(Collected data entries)
================================

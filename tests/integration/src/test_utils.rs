//! Fixtures shared by the integration tests.

use anyhow::Result;
use chrono::{DateTime, FixedOffset, TimeZone, Utc};
use std::fs;
use std::path::{Path, PathBuf};

use crev_core::{CrevPaths, Level, PublicId, Rating, TrustLevel};
use crev_crypto::{recursive_digest, Digest, SealParams};
use crev_identity::{IdStore, UnsealedId};
use crev_proof::{sanitize_url_for_fs, write_proof, PackageInfo, Proof, ReviewInfo};

pub const PASSWORD: &str = "correct horse battery staple";

/// Cheap Argon2 settings so tests stay fast.
pub fn fast_params() -> SealParams {
    SealParams {
        iterations: 1,
        memory_size: 64,
        lanes: 1,
        ..SealParams::default()
    }
}

/// Noon UTC on the given day of March 2021.
pub fn march(day: u32) -> DateTime<FixedOffset> {
    Utc.with_ymd_and_hms(2021, 3, day, 12, 0, 0)
        .single()
        .expect("valid March date")
        .into()
}

/// A user with their own crev home, publishing proofs into a shared
/// directory of repositories.
pub struct TestUser {
    pub store: IdStore,
    pub id: UnsealedId,
    remotes: PathBuf,
}

impl TestUser {
    pub fn create(name: &str, home: &Path, remotes: &Path) -> Result<Self> {
        let store = IdStore::new(CrevPaths::with_root(home.join(name)));
        let url = format!("https://github.com/{}/crev-proofs", name);
        let id = store.create(&url, PASSWORD, &fast_params())?;
        Ok(Self {
            store,
            id,
            remotes: remotes.to_path_buf(),
        })
    }

    pub fn public_id(&self) -> PublicId {
        self.id.public_id()
    }

    pub fn id(&self) -> String {
        self.id.id()
    }

    /// Directory of this user's proof repository.
    pub fn repo_dir(&self) -> PathBuf {
        self.remotes.join(sanitize_url_for_fs(self.id.url()))
    }

    pub fn trust(
        &self,
        others: &[&TestUser],
        level: TrustLevel,
        date: DateTime<FixedOffset>,
    ) -> Result<PathBuf> {
        let ids = others.iter().map(|other| other.public_id()).collect();
        let proof = Proof::trust(self.public_id(), ids, level).with_date(date);
        self.publish(proof)
    }

    pub fn review(&self, package: &Path, name: &str, rating: Rating) -> Result<PathBuf> {
        let digest = recursive_digest(package)?;
        let proof = Proof::package_review(
            self.public_id(),
            PackageInfo::new("https://registry.npmjs.com", name, "1.0.0", digest.to_base64()),
            ReviewInfo {
                thoroughness: Level::Medium,
                understanding: Level::High,
                rating,
            },
        )
        .with_comment(format!("reviewed {}", name));
        self.publish(proof)
    }

    fn publish(&self, proof: Proof) -> Result<PathBuf> {
        // Unseal per signing operation; the key is dropped right after.
        let unsealed = self.store.unseal(&self.id(), PASSWORD)?;
        Ok(write_proof(&self.remotes, &unsealed, proof)?)
    }
}

/// Write a small npm-like package and return its directory and digest.
pub fn write_package(root: &Path, name: &str, source: &str) -> Result<(PathBuf, Digest)> {
    let dir = root.join(name);
    fs::create_dir_all(dir.join("lib"))?;
    fs::write(
        dir.join("package.json"),
        format!("{{\"name\":\"{}\",\"version\":\"1.0.0\"}}", name),
    )?;
    fs::write(dir.join("lib").join("index.js"), source)?;
    let digest = recursive_digest(&dir)?;
    Ok((dir, digest))
}
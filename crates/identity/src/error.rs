//! Error types for identity operations.

use crev_crypto::CryptoError;
use thiserror::Error;

/// Errors that can occur in identity operations.
#[derive(Debug, Error)]
pub enum IdentityError {
    /// Wrong password (integrity-checked decryption failed)
    #[error("Wrong password for identity")]
    Authentication,

    /// Identity not found in the store
    #[error("Identity not found: {id}")]
    NotFound { id: String },

    /// No identity has been selected as current
    #[error("No current identity; create one first")]
    NoCurrentIdentity,

    /// Sealed record is internally inconsistent
    #[error("Corrupted identity: {0}")]
    Corrupted(String),

    /// Cryptographic errors other than a wrong password
    #[error("Cryptographic error: {0}")]
    Crypto(CryptoError),

    /// Core errors
    #[error("Core error: {0}")]
    Core(#[from] crev_core::Error),

    /// I/O errors
    #[error("I/O error: {0}")]
    Io(#[from] std::io::Error),
}

impl From<CryptoError> for IdentityError {
    fn from(err: CryptoError) -> Self {
        match err {
            CryptoError::Authentication => IdentityError::Authentication,
            other => IdentityError::Crypto(other),
        }
    }
}

/// Result type for identity operations.
pub type IdentityResult<T> = Result<T, IdentityError>;
//! Error types for trust graph operations.

use std::path::PathBuf;
use thiserror::Error;

use crev_crypto::CryptoError;
use crev_proof::ProofError;

#[derive(Debug, Error)]
pub enum GraphError {
    /// A proof document failed to parse or verify
    #[error("Proof error: {0}")]
    Proof(#[from] ProofError),

    /// Digest computation failed
    #[error("Cryptographic error: {0}")]
    Crypto(#[from] CryptoError),

    /// Installed package directory is missing
    #[error("Package {name} not found at {}", path.display())]
    PackageNotFound { name: String, path: PathBuf },

    #[error("Lockfile error: {0}")]
    Lockfile(String),

    #[error("Background task failed: {0}")]
    Join(#[from] tokio::task::JoinError),

    #[error("I/O error: {0}")]
    Io(#[from] std::io::Error),

    #[error("JSON error: {0}")]
    Json(#[from] serde_json::Error),
}

pub type GraphResult<T> = Result<T, GraphError>;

================================

-- Required action --
Pull out all lines from the entries above in which the word "Lockfile" appears.

-- Answer --
    #[error("Lockfile error: {0}")]
    Lockfile(String),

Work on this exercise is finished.